Download or read book Old Brick written by Edward M. Griffin and published by U of Minnesota Press. This book was released on 1980-06-02 with total page 262 pages. Available in PDF, EPUB and Kindle. Book excerpt: Old Brick was first published in 1980. Minnesota Archive Editions uses digital technology to make long-unavailable books once again accessible, and are published unaltered from the original University of Minnesota Press editions. Charles Chauncy was a powerful and influential figure in his own time, but in historical accounts he has always been overshadowed by his contemporaries Benjamin Franklin and Jonathan Edwards. When he is remembered today, it is usually as Edwards's chief antagonist during the Great Awakening of the 1740s. Yet Chauncy's fellow New Englanders knew that there was more to the man than that. In the course of his 60-year tenure as a pastor of Boston's First Church (the "Old Brick"), Chauncy involved himself in most of the important intellectual, religious, and political issues of the century. Not only did he aggressively oppose the emotional revivalism of the Great Awakening, but he was also a bold pamphleteer and preacher in support of the American Revolution. In theology Chauncy became, as an old man, the leading advocate probably having scandalized his own forebears, but he insisted that he was true to his Protestant tradition and never abandoned his reliance on Scripture and Puritan discipline in favor of rationalist secularism. Old Brick,the first full-scale biography of Charles Chauncy, attempts to recover not only Chauncy the spokesman for the ideas of a great many colonial Americans, but also the complex man who struggled with himself and with the events of his time to arrive at those positions. The portrait of Chauncy that emerges is fuller, more comprehensive, and more balanced than the stereotypes and partial portraits that have thus far represented him in history. This biography now makes it possible to consider Chauncy a figure worthy of study in his own right and to take a fresh look at eighteenth-century New England in light of the tradition Chauncy represents.
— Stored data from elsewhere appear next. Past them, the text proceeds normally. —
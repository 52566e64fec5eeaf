#![allow(dead_code)]

use std::{sync::Arc, time::Duration};

use axum_test::TestServer;
use chrono::{NaiveDate, NaiveTime, Utc};
use kourt_api::{cache::SlotCache, router, ApiState};
use kourt_core::{
    models::{
        booking::{Booking, BookingStatus, PaymentStatus},
        schedule::ArenaSchedule,
    },
    slots::TimeRange,
};
use kourt_db::mock::repositories::{MockBookingRepo, MockScheduleRepo};
use uuid::Uuid;

pub struct TestContext {
    pub booking_repo: MockBookingRepo,
    pub schedule_repo: MockScheduleRepo,
    pub cache_ttl: Duration,
}

impl TestContext {
    pub fn new() -> Self {
        Self {
            booking_repo: MockBookingRepo::new(),
            schedule_repo: MockScheduleRepo::new(),
            cache_ttl: Duration::ZERO,
        }
    }

    pub fn with_cache(mut self, ttl: Duration) -> Self {
        self.cache_ttl = ttl;
        self
    }

    // Build state with mock repositories
    pub fn build_state(self) -> Arc<ApiState> {
        Arc::new(ApiState::new(
            Arc::new(self.booking_repo),
            Arc::new(self.schedule_repo),
            SlotCache::new(self.cache_ttl),
        ))
    }

    pub fn server(self) -> TestServer {
        server_for(self.build_state())
    }
}

pub fn server_for(state: Arc<ApiState>) -> TestServer {
    TestServer::new(router(state)).expect("Failed to start test server")
}

/// Tuesday, 20 October 2026
pub fn date() -> NaiveDate {
    NaiveDate::from_ymd_opt(2026, 10, 20).unwrap()
}

pub fn time(hour: u32, minute: u32) -> NaiveTime {
    NaiveTime::from_hms_opt(hour, minute, 0).unwrap()
}

pub fn range(start: (u32, u32), end: (u32, u32)) -> TimeRange {
    TimeRange {
        start: time(start.0, start.1),
        end: time(end.0, end.1),
    }
}

pub fn booking(court_id: Uuid, user_id: Uuid, start_hour: u32, end_hour: u32) -> Booking {
    let now = Utc::now();
    Booking {
        id: Uuid::new_v4(),
        user_id,
        court_id,
        date: date(),
        start_time: time(start_hour, 0),
        end_time: time(end_hour, 0),
        duration_hours: f64::from(end_hour - start_hour),
        total_price: 90.0 * f64::from(end_hour - start_hour),
        payment_status: PaymentStatus::Pending,
        payment_method: None,
        payment_id: None,
        status: BookingStatus::Pending,
        cancelled_at: None,
        cancelled_by: None,
        cancellation_reason: None,
        created_at: now,
        updated_at: now,
    }
}

pub fn schedule(open_hour: u32, close_hour: u32, is_closed: bool) -> ArenaSchedule {
    ArenaSchedule {
        id: Uuid::new_v4(),
        arena_id: Uuid::new_v4(),
        day_of_week: Some(2),
        specific_date: None,
        open_time: time(open_hour, 0),
        close_time: time(close_hour, 0),
        is_closed,
        created_at: Utc::now(),
    }
}

pub fn hour_labels(hours: impl IntoIterator<Item = u32>) -> Vec<String> {
    hours.into_iter().map(|h| format!("{:02}:00", h)).collect()
}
Book The Religion of Democracy

Download or read book The Religion of Democracy written by Amy Kittelstrom and published by Penguin. This book was released on 2016-04-05 with total page 465 pages. Available in PDF, EPUB and Kindle. Book excerpt: A history of religion’s role in the American liberal tradition through the eyes of seven transformative thinkers Today we associate liberal thought and politics with secularism. When we argue over whether the nation’s founders meant to keep religion out of politics, the godless side is said to be liberal. But the role of religion in American politics has always been far less simplistic than today’s debates would suggest. In The Religion of Democracy, historian Amy Kittelstrom shows how religion and democracy have worked together as universal ideals in American culture—and as guides to moral action and to the social practice of treating one another as equals who deserve to be free. The first people in the world to call themselves “liberals” were New England Christians in the early republic. Inspired by their religious belief in a God-given freedom of conscience, these Americans enthusiastically embraced the democratic values of equality and liberty, giving shape to the liberal tradition that would remain central to our politics and our way of life. The Religion of Democracy re-creates the liberal conversation from the eighteenth century to the twentieth by tracing the lived connections among seven transformative thinkers through what they read and wrote, where they went, whom they knew, and how they expressed their opinions—from John Adams to William James to Jane Addams; from Boston to Chicago to Berkeley. Sweeping and ambitious, The Religion of Democracy is a lively narrative of quintessentially American ideas as they were forged, debated, and remade across our history.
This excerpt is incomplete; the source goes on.